# What book do you want made into a film



## Coburn (Sep 3, 2010)

and who do you want to star in it? 

Pick the book you'd like to see as a movie and cast it!




Here's mine:


_The Gunslinger _[Dark Tower Series]

Roland: Hugh Laurie [although it would be hard for audiences to separate him from House]

Eddie: Aaron Paul or Jamie Bell

Susannah: Zoe Saldana


----------



## Lemmy Caution (Jun 12, 2010)

I heard a while ago about an adaptation of The Gunslinger being made. It was rumored that Ron Howard would be the director and Javier Barden would be Roland. 

Don't know how much of that is true.


----------



## FreeSpirit (Jun 1, 2011)

Ender's Game

Better be* just like the book*, though.
Heard they were trying to do it, actually.
Seems nothing came of that.


----------



## Coburn (Sep 3, 2010)

@Lemmy Caution

They were, but Universal dropped it because they felt the entire project was too much to handle. So now the rights to make it are back up for sale. 

@FreeSpirit

They actually just settled down on a script for _Ender's Game_. They put out their first casting call about two weeks ago. 

Who would you cast as Ender, Hyram Gruff, Peter, Valentine?


----------



## FreeSpirit (Jun 1, 2011)

@*JuliaRhys*

Awesome. I will be first in line.

Anyway, sorry to say, but I am not familiar with many actors that
would be young enough to play these parts now-a-days. I will have
to think of this throughout the next day or so to see if I can even
come up with any.

So my initial answer is: New Blood!


----------



## yello (Oct 14, 2011)

I think Monster(Graphic Novel) would be a good one to adapt.


----------



## Coburn (Sep 3, 2010)

@yello

I've heard Monster is excellent. Although if I remember correctly, there are a lot of books.

Would you rather see it made into a miniseries, tv show, or film? Which do you think would better represent the story?


----------



## LotusBlossom (Apr 2, 2011)

R.A. Salvatore's Drizzt series.


----------



## Promethea (Aug 24, 2009)

marion zimmer bradley's Light series


----------



## sarek (May 20, 2010)

I would love to see the Eye of the World, the first book in the Wheel of Time series by Robert Jordan made into a movie. The added bonus is that is enough reading material after the first book for ten sequels.


----------



## MiriMiriAru (May 1, 2011)

sarek said:


> I would love to see the Eye of the World, the first book in the Wheel of Time series by Robert Jordan made into a movie. The added bonus is that is enough reading material after the first book for ten sequels.

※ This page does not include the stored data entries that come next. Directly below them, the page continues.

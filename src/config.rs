//! Configuration for SparseKV
//!
//! Build-time constants for the stores and table format, plus the
//! configuration of the benchmark driver.

use std::path::PathBuf;

use crate::error::{Result, SparseError};

// =============================================================================
// Build-time Constants
// =============================================================================

/// Sparse index checkpoint spacing in bytes.
///
/// Not stored in the table file: readers never need it to parse.
pub const BLOCK_SIZE: u32 = 1 << 12;

/// Upper bound on the number of levels a skip list node can occupy
pub const MAX_LEVEL: usize = 32;

/// Probability that a skip list node is promoted one more level
pub const LEVEL_PROBABILITY: f64 = 0.5;

/// Trailing footer: u32 offset of the index section
pub const FOOTER_SIZE: u64 = 4;

// =============================================================================
// Benchmark Configuration
// =============================================================================

/// Configuration for a benchmark run
#[derive(Debug, Clone)]
pub struct BenchConfig {
    /// Word list, one word per line
    pub words_path: PathBuf,

    /// Maximum number of words loaded
    pub word_limit: usize,

    /// Every `delete_stride`-th word is deleted after the put phase
    pub delete_stride: usize,

    /// Range scan lower bound (empty = first key)
    pub scan_start: Vec<u8>,

    /// Range scan upper bound (empty = no upper bound)
    pub scan_end: Vec<u8>,

    /// When set, every store is also flushed to `{table_dir}/{name}.sst`
    /// and scanned back from disk
    pub table_dir: Option<PathBuf>,
}

impl Default for BenchConfig {
    fn default() -> Self {
        Self {
            words_path: PathBuf::from("/usr/share/dict/words"),
            word_limit: 10_000,
            delete_stride: 8,
            scan_start: Vec::new(),
            scan_end: Vec::new(),
            table_dir: None,
        }
    }
}

impl BenchConfig {
    /// Create a new config builder
    pub fn builder() -> BenchConfigBuilder {
        BenchConfigBuilder::default()
    }

    /// Reject settings the driver cannot run with
    pub fn validate(&self) -> Result<()> {
        if self.delete_stride == 0 {
            return Err(SparseError::Config(
                "delete stride must be at least 1".to_string(),
            ));
        }
        if self.word_limit == 0 {
            return Err(SparseError::Config(
                "word limit must be at least 1".to_string(),
            ));
        }
        Ok(())
    }
}

/// Builder for BenchConfig
#[derive(Default)]
pub struct BenchConfigBuilder {
    config: BenchConfig,
}

impl BenchConfigBuilder {
    /// Set the word list path
    pub fn words_path(mut self, path: impl Into<PathBuf>) -> Self {
        self.config.words_path = path.into();
        self
    }

    /// Set the maximum number of words loaded
    pub fn word_limit(mut self, limit: usize) -> Self {
        self.config.word_limit = limit;
        self
    }

    /// Set the delete stride
    pub fn delete_stride(mut self, stride: usize) -> Self {
        self.config.delete_stride = stride;
        self
    }

    /// Set the range scan bounds
    pub fn scan_range(mut self, start: impl Into<Vec<u8>>, end: impl Into<Vec<u8>>) -> Self {
        self.config.scan_start = start.into();
        self.config.scan_end = end.into();
        self
    }

    /// Flush every store to a table in this directory
    pub fn table_dir(mut self, dir: impl Into<PathBuf>) -> Self {
        self.config.table_dir = Some(dir.into());
        self
    }

    pub fn build(self) -> Result<BenchConfig> {
        self.config.validate()?;
        Ok(self.config)
    }
}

All the books in that series are long enough that the series would be 30 films.

I'd love Elric of Melnibone to be made into a film (I believe that this may be in the works, but I also heard the director is that arse who directed the Golden Compass). It's short enough that it should be possible to be quite faithful to the book. I have no idea who would be good to cast in it though.


----------



## yello (Oct 14, 2011)

@JuliaRhys

Well I personally dislike TV so I would prefer a series of films.


----------



## scorpio_queen (Oct 16, 2011)

"The Skin I'm In," definitely. I think more girls would pay attention if it were a movie. XD


----------



## lyurasd (Oct 21, 2011)

I would probably say *Det fattas en tärning*.


----------



## L'Empereur (Jun 7, 2010)

Tropic of Cancer


----------



## heartturnedtoporcelain (Apr 9, 2010)

I'd prefer anything to be made into tv series rather than a movie. umm just came here to say that.


----------



## MiriMiriAru (May 1, 2011)

heartturnedtoporcelain said:


> I'd prefer anything to be made into tv series rather than a movie. umm just came here to say that.

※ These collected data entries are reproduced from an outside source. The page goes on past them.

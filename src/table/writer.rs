//! Table Writer
//!
//! Serializes records (ascending keys) into the table format, recording a
//! sparse index entry every `BLOCK_SIZE` bytes of data.

use std::fs::{File, OpenOptions};
use std::io::{BufWriter, Write};
use std::path::Path;

use bytes::BytesMut;
use tracing::{info, trace};

use crate::config::BLOCK_SIZE;
use crate::error::{Result, SparseError};
use crate::store::OrderedStore;

use super::{encode_index_entry, encode_record, to_u32, SparseIndexEntry};

/// What a finished table contains
#[derive(Debug, Clone)]
pub struct TableSummary {
    /// Number of records in the data section
    pub record_count: u64,
    /// Sparse index, as written
    pub index: Vec<SparseIndexEntry>,
    /// Where the index section starts (the footer value)
    pub index_offset: u32,
    /// Total bytes written, footer included
    pub total_bytes: u64,
}

/// Builder writing a table to any byte sink
///
/// Call `add()` in strictly ascending key order, then `finish()`.
pub struct TableWriter<W: Write> {
    sink: W,
    /// Bytes written so far
    offset: u64,
    /// The next record starting at or past this offset opens a block
    next_checkpoint: u64,
    index: Vec<SparseIndexEntry>,
    /// Key and offset of the most recent record
    last: Option<(Vec<u8>, u32)>,
    record_count: u64,
    /// Scratch space for encoding
    buf: BytesMut,
}

impl<W: Write> TableWriter<W> {
    pub fn new(sink: W) -> Self {
        Self {
            sink,
            offset: 0,
            next_checkpoint: 0,
            index: Vec::new(),
            last: None,
            record_count: 0,
            buf: BytesMut::new(),
        }
    }

    /// Append one record
    pub fn add(&mut self, key: &[u8], value: &[u8]) -> Result<()> {
        if let Some((prev, _)) = &self.last {
            if key <= prev.as_slice() {
                return Err(SparseError::UnorderedKey(format!(
                    "{:?} after {:?}",
                    String::from_utf8_lossy(key),
                    String::from_utf8_lossy(prev)
                )));
            }
        }

        let start = to_u32(self.offset, "data section")?;

        if u64::from(start) >= self.next_checkpoint {
            trace!(key = %String::from_utf8_lossy(key), offset = start, "index entry");
            self.index.push(SparseIndexEntry {
                key: key.to_vec(),
                offset: start,
            });
            self.next_checkpoint = u64::from(start) + u64::from(BLOCK_SIZE);
        }

        self.buf.clear();
        encode_record(&mut self.buf, key, value)?;
        self.sink.write_all(&self.buf).map_err(|e| {
            SparseError::io(
                format!(
                    "writing record for key {:?} ({} byte value) at offset {}",
                    String::from_utf8_lossy(key),
                    value.len(),
                    start
                ),
                e,
            )
        })?;

        self.offset += self.buf.len() as u64;
        self.last = Some((key.to_vec(), start));
        self.record_count += 1;
        Ok(())
    }

    /// Write index and footer, returning the summary and the sink
    pub fn finish_into_inner(mut self) -> Result<(TableSummary, W)> {
        // The final block must be addressable even if it was not a checkpoint
        if let Some((key, offset)) = self.last.take() {
            if self.index.last().map(|e| e.offset) != Some(offset) {
                trace!(key = %String::from_utf8_lossy(&key), offset, "final index entry");
                self.index.push(SparseIndexEntry { key, offset });
            }
        }

        let index_offset = to_u32(self.offset, "data section")?;

        self.buf.clear();
        for entry in &self.index {
            encode_index_entry(&mut self.buf, entry)?;
        }
        self.buf.extend_from_slice(&index_offset.to_le_bytes());

        self.sink
            .write_all(&self.buf)
            .map_err(|e| SparseError::io(format!("writing index at offset {}", index_offset), e))?;
        self.sink
            .flush()
            .map_err(|e| SparseError::io("flushing table", e))?;

        let total_bytes = self.offset + self.buf.len() as u64;

        info!(
            records = self.record_count,
            index_entries = self.index.len(),
            bytes = total_bytes,
            "table written"
        );

        let summary = TableSummary {
            record_count: self.record_count,
            index: self.index,
            index_offset,
            total_bytes,
        };
        Ok((summary, self.sink))
    }

    /// Write index and footer
    pub fn finish(self) -> Result<TableSummary> {
        self.finish_into_inner().map(|(summary, _)| summary)
    }
}

/// Snapshot a whole store into `sink`
pub fn flush<S, W>(store: &S, sink: W) -> Result<TableSummary>
where
    S: OrderedStore + ?Sized,
    W: Write,
{
    write_store(store, TableWriter::new(sink)).map(|(summary, _)| summary)
}

/// Snapshot a whole store into a new file at `path`, synced before returning
pub fn flush_to_path<S>(store: &S, path: &Path) -> Result<TableSummary>
where
    S: OrderedStore + ?Sized,
{
    let file = OpenOptions::new()
        .create(true)
        .write(true)
        .truncate(true)
        .open(path)
        .map_err(|e| SparseError::io(format!("creating {}", path.display()), e))?;

    let (summary, writer) = write_store(store, TableWriter::new(BufWriter::new(file)))?;

    let file: File = writer
        .into_inner()
        .map_err(|e| SparseError::io("flushing table buffer", e.into_error()))?;
    file.sync_all()
        .map_err(|e| SparseError::io(format!("syncing {}", path.display()), e))?;

    Ok(summary)
}

fn write_store<S, W>(store: &S, mut writer: TableWriter<W>) -> Result<(TableSummary, W)>
where
    S: OrderedStore + ?Sized,
    W: Write,
{
    let mut iter = store.range_scan(b"", b"");
    if iter.is_valid() {
        loop {
            writer.add(iter.key(), iter.value())?;
            if !iter.next() {
                break;
            }
        }
    }
    writer.finish_into_inner()
}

This is a good point. Most books are too long and complex to be translated into a film effectively, without losing a lot of substance.


----------



## Promethea (Aug 24, 2009)

http://www.amazon.com/Pride-Prejudice-Zombies-Classic-Ultraviolent/dp/1594743347


----------



## heartturnedtoporcelain (Apr 9, 2010)

Zombie Jesus said:


> This is a good point. Most books are too long and complex to be translated into a film effectively, without losing a lot of substance.


Exactly. Plus, I always feel that characterization and nuance get lost when you're trying to cram a book's plot into a 2 hour time frame.


----------



## Kriash (May 5, 2011)

I love Ender's Game, and if I thought they could successfully translate it into a film, I would be all over it. However, I feel like it would end up being pretty disappointing. 

Another one I would love to see if they could do it right would be the Abhorsen Trilogy(Actually called the Old Kingdom series since it isn't even a trilogy anymore.) As far as actors I'm not really sure... I'm pretty bad at stuff like that. The only worry I have is that talking animals generally don't translate well on screen.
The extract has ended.